Fifth Anniversary

Well, today is the Feast of the Visitation and that means that it is also the anniversary of my becoming the Provost and Rector at St Mary’s Cathedral, Glasgow. I remember my installation service with great fondness. It was wonderful service liturgically and the shape of things to come.

Does it feel like a long time? Well, not particularly. I stopped being called the New Provost about 2 years in and time has just passed by since then.

It is my view that St Mary’s had an unsustainable stipendiary staffing level when I came here and this year we’ve managed to do something concrete about that and appoint a Vice Provost. In some ways, that is the most significant thing that has been achieved since I came to Glasgow.

There has been a lot of razzmatazz on the way, of course, for both brouhaha and razzmatazz are handmaids of the gospel and tools of the kingdom.

One significant thing that I said when I came was that there was going to be a moratorium – not the kind of moratorium which bishops and archbishops impose (which is not a moratorium in any case but a ban). Very early on, I stood in the pulpit and announced that there would be no big building project for my first five years in post. It was my view that the congregation needed a bit of time to relax and enjoy the building rather than seeing it as a constant, never-ending project. I’m convinced that was the right thing to do. I note that the time of that moratorium is now passed.

Does that mean that all of a sudden I have grand plans? Does that meant that the appeal for the Kelvin Holdsworth Memorial Gilded Spire is now launched?

Actually, it doesn’t. I’ve no great plan to go on with, except to encourage the congregation to keep doing the things we are good at and get better at doing the things we can get better at. Oh, and to stop worrying too much about the things we don’t happen to be good at, and there are, no doubt, one or two of them.

Have I enjoyed my first five years. Well, yes I have, though the personal toll of working in a relatively big and complex religious institution that is understaffed is huge and I wouldn’t particularly like to go through those five years again. However, we are in good heart and the good times, are just around the corner.

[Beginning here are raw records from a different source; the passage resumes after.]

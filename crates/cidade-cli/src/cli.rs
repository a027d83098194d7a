//! Command-line argument wrappers and command handlers.
//!
//! Each clap argument struct converts into the matching core parameter type,
//! keeping clap attributes out of `cidade-core`:
//!
//! ```text
//! User Input → CLI Args (clap) → Core Params → Tracker
//! ```

use anyhow::{anyhow, Context, Result};
use cidade_core::{
    display::{CreateResult, OperationStatus},
    params::*,
    Tracker,
};
use clap::{Args, Subcommand};
use log::debug;

use crate::renderer::TerminalRenderer;

/// List today's daily missions
///
/// Draws at most three daily missions available to the development. Pass
/// `--seed` to get the same draw again.
#[derive(Args)]
pub struct DailyMissionsArgs {
    /// Resident identifier
    pub user_id: String,
    /// Development the resident lives in
    pub development_id: String,
    /// Seed for a reproducible draw
    #[arg(long)]
    pub seed: Option<u64>,
}

impl From<DailyMissionsArgs> for ListMissions {
    fn from(val: DailyMissionsArgs) -> Self {
        DailyMissions {
            user_id: val.user_id,
            development_id: val.development_id,
            seed: val.seed,
        }
        .into()
    }
}

/// List the development's evolution missions
#[derive(Args)]
pub struct EvolutionMissionsArgs {
    /// Resident identifier
    pub user_id: String,
    /// Development the resident lives in
    pub development_id: String,
}

impl From<EvolutionMissionsArgs> for ListMissions {
    fn from(val: EvolutionMissionsArgs) -> Self {
        EvolutionMissions {
            user_id: val.user_id,
            development_id: val.development_id,
        }
        .into()
    }
}

/// Arguments naming only a resident
#[derive(Args)]
pub struct PointsArgs {
    /// Resident identifier
    pub user_id: String,
}

impl From<PointsArgs> for UserRef {
    fn from(val: PointsArgs) -> Self {
        UserRef {
            user_id: val.user_id,
        }
    }
}

/// Show one mission with the resident's progress
#[derive(Args)]
pub struct ShowMissionArgs {
    /// Resident identifier
    pub user_id: String,
    /// Catalog ID of the mission
    pub mission_id: u64,
}

impl From<ShowMissionArgs> for MissionRef {
    fn from(val: ShowMissionArgs) -> Self {
        MissionRef {
            user_id: val.user_id,
            mission_id: val.mission_id,
        }
    }
}

/// Mark a task done, or undo it
#[derive(Args)]
pub struct ToggleTaskArgs {
    /// Resident identifier
    pub user_id: String,
    /// Catalog ID of the mission
    pub mission_id: u64,
    /// 0-based position of the task in the mission
    pub task_index: usize,
}

impl From<ToggleTaskArgs> for ToggleTask {
    fn from(val: ToggleTaskArgs) -> Self {
        ToggleTask {
            user_id: val.user_id,
            mission_id: val.mission_id,
            task_index: val.task_index,
        }
    }
}

/// Collect the reward of a completed mission
#[derive(Args)]
pub struct ClaimRewardArgs {
    /// Resident identifier
    pub user_id: String,
    /// Catalog ID of the mission
    pub mission_id: u64,
    /// Name recorded on the claim (defaults to the resident identifier)
    #[arg(long)]
    pub claimant: Option<String>,
}

impl From<ClaimRewardArgs> for ClaimReward {
    fn from(val: ClaimRewardArgs) -> Self {
        ClaimReward {
            user_id: val.user_id,
            mission_id: val.mission_id,
            claimant: val.claimant,
        }
    }
}

/// Register a point of interest
#[derive(Args)]
pub struct AddPoiArgs {
    /// Development the entry belongs to
    pub development_id: String,
    /// Display name
    pub name: String,
    /// Category label, e.g. "Saúde"
    pub category: String,
    /// Latitude in degrees
    #[arg(long, allow_negative_numbers = true)]
    pub latitude: Option<f64>,
    /// Longitude in degrees
    #[arg(long, allow_negative_numbers = true)]
    pub longitude: Option<f64>,
    /// Explicit identifier (generated when omitted)
    #[arg(long)]
    pub id: Option<String>,
}

impl From<AddPoiArgs> for CreatePoi {
    fn from(val: AddPoiArgs) -> Self {
        CreatePoi {
            id: val.id,
            development_id: val.development_id,
            name: val.name,
            category: val.category,
            latitude: val.latitude,
            longitude: val.longitude,
        }
    }
}

/// Search a development's points of interest
#[derive(Args)]
pub struct ListPoisArgs {
    /// Development to search in
    pub development_id: String,
    /// Exact category, or "all"
    #[arg(short, long)]
    pub category: Option<String>,
    /// Case-insensitive part of the name
    #[arg(short, long)]
    pub search: Option<String>,
}

impl From<ListPoisArgs> for ListPois {
    fn from(val: ListPoisArgs) -> Self {
        ListPois {
            development_id: val.development_id,
            category: val.category,
            search: val.search,
        }
    }
}

#[derive(Subcommand)]
pub enum MissionCommands {
    /// List today's daily missions
    #[command(alias = "d")]
    Daily(DailyMissionsArgs),
    /// List evolution missions
    #[command(alias = "e")]
    Evolution(EvolutionMissionsArgs),
    /// List every mission in the catalog
    #[command(alias = "a")]
    All(PointsArgs),
    /// Show one mission
    #[command(alias = "s")]
    Show(ShowMissionArgs),
    /// Toggle one task
    #[command(alias = "t")]
    Toggle(ToggleTaskArgs),
    /// Claim a completed mission's reward
    #[command(alias = "c")]
    Claim(ClaimRewardArgs),
}

#[derive(Subcommand)]
pub enum PoiCommands {
    /// Register a point of interest
    #[command(alias = "a")]
    Add(AddPoiArgs),
    /// Search points of interest
    #[command(aliases = ["l", "ls"])]
    List(ListPoisArgs),
}

#[derive(Subcommand)]
pub enum CatalogCommands {
    /// Print the active catalog as JSON, in the --catalog-file format
    Export,
}

/// Command handlers bound to one tracker and one renderer.
pub struct Cli {
    tracker: Tracker,
    renderer: TerminalRenderer,
}

impl Cli {
    pub fn new(tracker: Tracker, renderer: TerminalRenderer) -> Self {
        Self { tracker, renderer }
    }

    pub async fn handle_mission_command(&self, command: MissionCommands) -> Result<()> {
        match command {
            MissionCommands::Daily(args) => {
                let params = ListMissions::from(args);
                let missions = self.tracker.list_missions(&params).await;
                let missions = report(missions, "Failed to list daily missions")?;
                self.renderer.render(&format!(
                    "# Daily missions for {}\n\n{missions}",
                    params.development_id
                ))
            }
            MissionCommands::Evolution(args) => {
                let params = ListMissions::from(args);
                let missions = self.tracker.list_missions(&params).await;
                let missions = report(missions, "Failed to list evolution missions")?;
                self.renderer.render(&format!(
                    "# Evolution missions for {}\n\n{missions}",
                    params.development_id
                ))
            }
            MissionCommands::All(args) => {
                let missions = self.tracker.list_all_missions(&args.into()).await;
                let missions = report(missions, "Failed to list missions")?;
                self.renderer.render(&missions.to_string())
            }
            MissionCommands::Show(args) => {
                let summary = self.tracker.show_mission(&args.into()).await;
                let summary = report(summary, "Failed to show mission")?;
                self.renderer.render(&summary.to_string())
            }
            MissionCommands::Toggle(args) => {
                let result = self.tracker.toggle_task(&args.into()).await;
                let result = report(result, "Failed to toggle task")?;
                self.renderer.render(&result.to_string())
            }
            MissionCommands::Claim(args) => {
                let result = self.tracker.claim_reward(&args.into()).await;
                let result = report(result, "Failed to claim reward")?;
                self.renderer.render(&result.to_string())
            }
        }
    }

    pub async fn show_points(&self, args: PointsArgs) -> Result<()> {
        let params = UserRef::from(args);
        let points = report(
            self.tracker.user_points(&params).await,
            "Failed to read points",
        )?;
        self.renderer
            .render(&format!("Points for {}: {points}\n", params.user_id))
    }

    pub async fn handle_poi_command(&self, command: PoiCommands) -> Result<()> {
        match command {
            PoiCommands::Add(args) => {
                let poi = self.tracker.add_poi(&args.into()).await;
                let poi = report(poi, "Failed to add point of interest")?;
                self.renderer.render(&CreateResult::new(poi).to_string())
            }
            PoiCommands::List(args) => {
                let pois = self.tracker.list_pois(&args.into()).await;
                let pois = report(pois, "Failed to list points of interest")?;
                self.renderer.render(&pois.to_string())
            }
        }
    }

    pub fn handle_catalog_command(&self, command: CatalogCommands) -> Result<()> {
        match command {
            CatalogCommands::Export => {
                let json = serde_json::to_string_pretty(&self.tracker.catalog().to_file())
                    .context("Failed to serialize catalog")?;
                println!("{json}");
                Ok(())
            }
        }
    }
}

/// Turns a core failure into the CLI error. Conditions a resident can act on
/// get their plain wording; anything else keeps the context and its source.
fn report<T>(result: cidade_core::Result<T>, context: &'static str) -> Result<T> {
    result.or_else(|e| {
        debug!("{context}: {e:?}");
        if e.is_recoverable() || e.is_invalid_input() {
            Err(anyhow!(OperationStatus::from(&e).message))
        } else {
            Err(e).context(context)
        }
    })
}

There is a wonderful excitement around at St Mary’s which is infectious. Someone said to me that there was a sense of that excitement which came over in the Radio 4 broadcast recently and that made me very pleased, for it is the kind of thing that you cannot script. It is either there or it isn’t.

As I look back over those five years, I am pleased at the journey made. But anniversaries are times for thinking about the future as well as about the past, and when I think about St Mary’s today, it will not be the past that I dwell on but what is to come.

Comments

  1. Steven says

    Dear kelvin

    Congrats on 5 years of what appears to be a very productive time in Glasgow.

    Did you get my email on places to eat in Glasgow?

    Thanks.

    Steven

    • Thanks for the congratulations, Steven.

      Remind me what kind of food you are looking for and whereabouts in the city you will be.

  2. Happy anniversary, Kelvin.

  3. Steven says

    Thanks Kelvin,

    Staying at CitizenM Hotel, Renfrew Street – near Glasgow Caledonian Uni.

    I like French but am willing to try anywhere recommended by a native(ish) person!

    Thanks again.

    Yours

    Steven

  4. Many Happy Returns! Hope you get a cake, or at least a “5” badge to wear on top of vestments 🙂

  5. Martin Ritchie says

    Congratulations, five years is a very significant milestone in a charge – and still raring to go I see!